The Baillieu government faces the uncomfortable prospect of an official probe of Liberal meddling in local government in Melbourne's south-east.
On Sunday, opposition scrutiny in government spokesman Martin Pakula confirmed Labor would ask the Ombudsman to examine the involvement of upper house MP Inga Peulich in the affairs of the Kingston council, especially around last year's mayoral election.
The call follows weekend revelations by Fairfax Media which centred on the ultimately doomed bid by Ms Peulich's son, Paul, to secure the Kingston mayoralty.
Fairfax reported on how Ms Peulich intervened on behalf of Cr Peulich and then sought retribution against Liberal-aligned councillors who voted instead for veteran councillor Ron Brownlees.
In one email Ms Peulich slams Liberal-aligned councillors for putting their local government role ahead of their obligation to the Liberal Party.
''Only a couple of years ago, Mrs Peulich was describing political interference in local government as corrupt, improper and a breach of the [Local Government] act,'' said Mr Pakula.
''Now she's been sprung trying to pull the strings at Kingston, and trying to punish those that don't bend to her will.
''If she's consistent, she won't object to the Ombudsman applying the microscope to Kingston Council, and . . . to her conduct, and to the conduct of her family.''
On Sunday, Premier Ted Baillieu chose his words carefully when responding to questions about the Fairfax revelations.
He described Ms Peulich as a ''very enthusiastic campaigner'' but stressed that the Liberal party did not formally stand candidates in local government, nor bankroll candidates.
''We don't fund candidates in local government, we never have.''
He did not respond directly when asked about Ms Peulich's view Liberal-aligned councillors were obliged to support her son.
''Anybody who is elected to council who happens to be a Liberal Party member is there in their own right and they are there to do the right thing by their community,'' said Mr Baillieu.
Labor's call comes despite its own poor record in local government matters. In 2009 the Brumby government suffered over a damning Ombudsman inquiry into west suburban Brimbank. It it is now bracing for another Ombudsman report on the traditional Labor stronghold of Darebin in Melbourne's north.
Fairfax Media understands that Labor chose to refer the Kingston matter to the Ombudsman rather than to government's independent broad-based anti-corruption commission (IBAC) in part because of the high threshold for a commission inquiry.
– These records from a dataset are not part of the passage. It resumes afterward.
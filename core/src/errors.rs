use thiserror::Error;

use crate::model::SeriesId;

#[derive(Error, Debug)]
pub enum ImportError {
    #[error("Configuration error: {0}")]
    Config(#[from] ConfigError),

    #[error("Controller error: {0}")]
    Controller(#[from] ControllerError),

    #[error("Payload error: {0}")]
    Payload(#[from] PayloadError),

    #[error("Destination error: {0}")]
    Sink(#[from] SinkError),
}

#[derive(Error, Debug)]
pub enum ConfigError {
    #[error("Invalid configuration: {message}")]
    Invalid { message: String },

    #[error("Missing required field: {field}")]
    MissingField { field: String },

    #[error("Configuration validation failed: {reason}")]
    ValidationFailed { reason: String },

    #[error("Failed to load configuration from {path}: {error}")]
    LoadFailed {
        path: String,
        #[source]
        error: Box<dyn std::error::Error + Send + Sync>,
    },
}

#[derive(Error, Debug)]
pub enum ControllerError {
    #[error("Controller unavailable: {reason}")]
    Unavailable { reason: String },

    #[error("Controller rejected credentials (HTTP {status})")]
    AuthFailed { status: u16 },

    #[error("Series {id} not found on controller")]
    SeriesNotFound { id: SeriesId },
}

#[derive(Error, Debug)]
pub enum PayloadError {
    #[error("Malformed payload: {reason}")]
    Malformed { reason: String },
}

#[derive(Error, Debug)]
pub enum SinkError {
    /// The destination refused the batch; `accepted` points of it were stored.
    #[error("Write rejected after {accepted} points: {reason}")]
    Rejected { accepted: usize, reason: String },

    #[error("Destination unavailable: {reason}")]
    Unavailable { reason: String },
}

pub type Result<T> = std::result::Result<T, ImportError>;

impl From<serde_yaml::Error> for ConfigError {
    fn from(err: serde_yaml::Error) -> Self {
        ConfigError::Invalid {
            message: err.to_string(),
        }
    }
}

impl From<quick_xml::Error> for PayloadError {
    fn from(err: quick_xml::Error) -> Self {
        PayloadError::Malformed {
            reason: format!("XML parsing error: {}", err),
        }
    }
}

impl ImportError {
    /// Errors that make every remaining series fail the same way.
    pub fn is_systemic(&self) -> bool {
        match self {
            ImportError::Controller(ControllerError::Unavailable { .. }) => true,
            ImportError::Controller(ControllerError::AuthFailed { .. }) => true,
            ImportError::Sink(SinkError::Unavailable { .. }) => true,
            ImportError::Config(_) => true,
            _ => false,
        }
    }

    /// Errors scoped to one series; the run continues with the next one.
    pub fn should_skip_series(&self) -> bool {
        match self {
            ImportError::Controller(ControllerError::SeriesNotFound { .. }) => true,
            ImportError::Payload(PayloadError::Malformed { .. }) => true,
            _ => false,
        }
    }
}
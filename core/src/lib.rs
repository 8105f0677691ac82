pub mod config;
pub mod decoder;
pub mod errors;
pub mod ingestor;
pub mod mapping;
pub mod model;
pub mod sink;
pub mod source;
pub mod telemetry;
pub mod writer;

pub use config::{ImportConfig, load_config};
pub use errors::{ImportError, Result};
pub use ingestor::{Importer, RunAborted};
pub use mapping::MappingResolver;
pub use model::{RunSummary, SeriesDescriptor, SeriesId};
Under Mr Baillieu's controversial IBAC, only indictable offences can be investigated and whistleblower complaints about politicians are first handled by politicians.
The Baillieu government built its case for a new corruption-busting body on the back of the ''corrupt'' behaviour by Labor politicians, and around local council sagas such as Brimbank.
Ms Peulich has refused to be interviewed by Fairfax Media. But in a written statement on Friday she defended her right to influence local politics.
''Any person has the right to be involved in our democracy and its processes. Anyone can support any candidate, but it is up to voters to elect them,'' she wrote.
She has denied lobbying for mayoral votes on behalf of her son.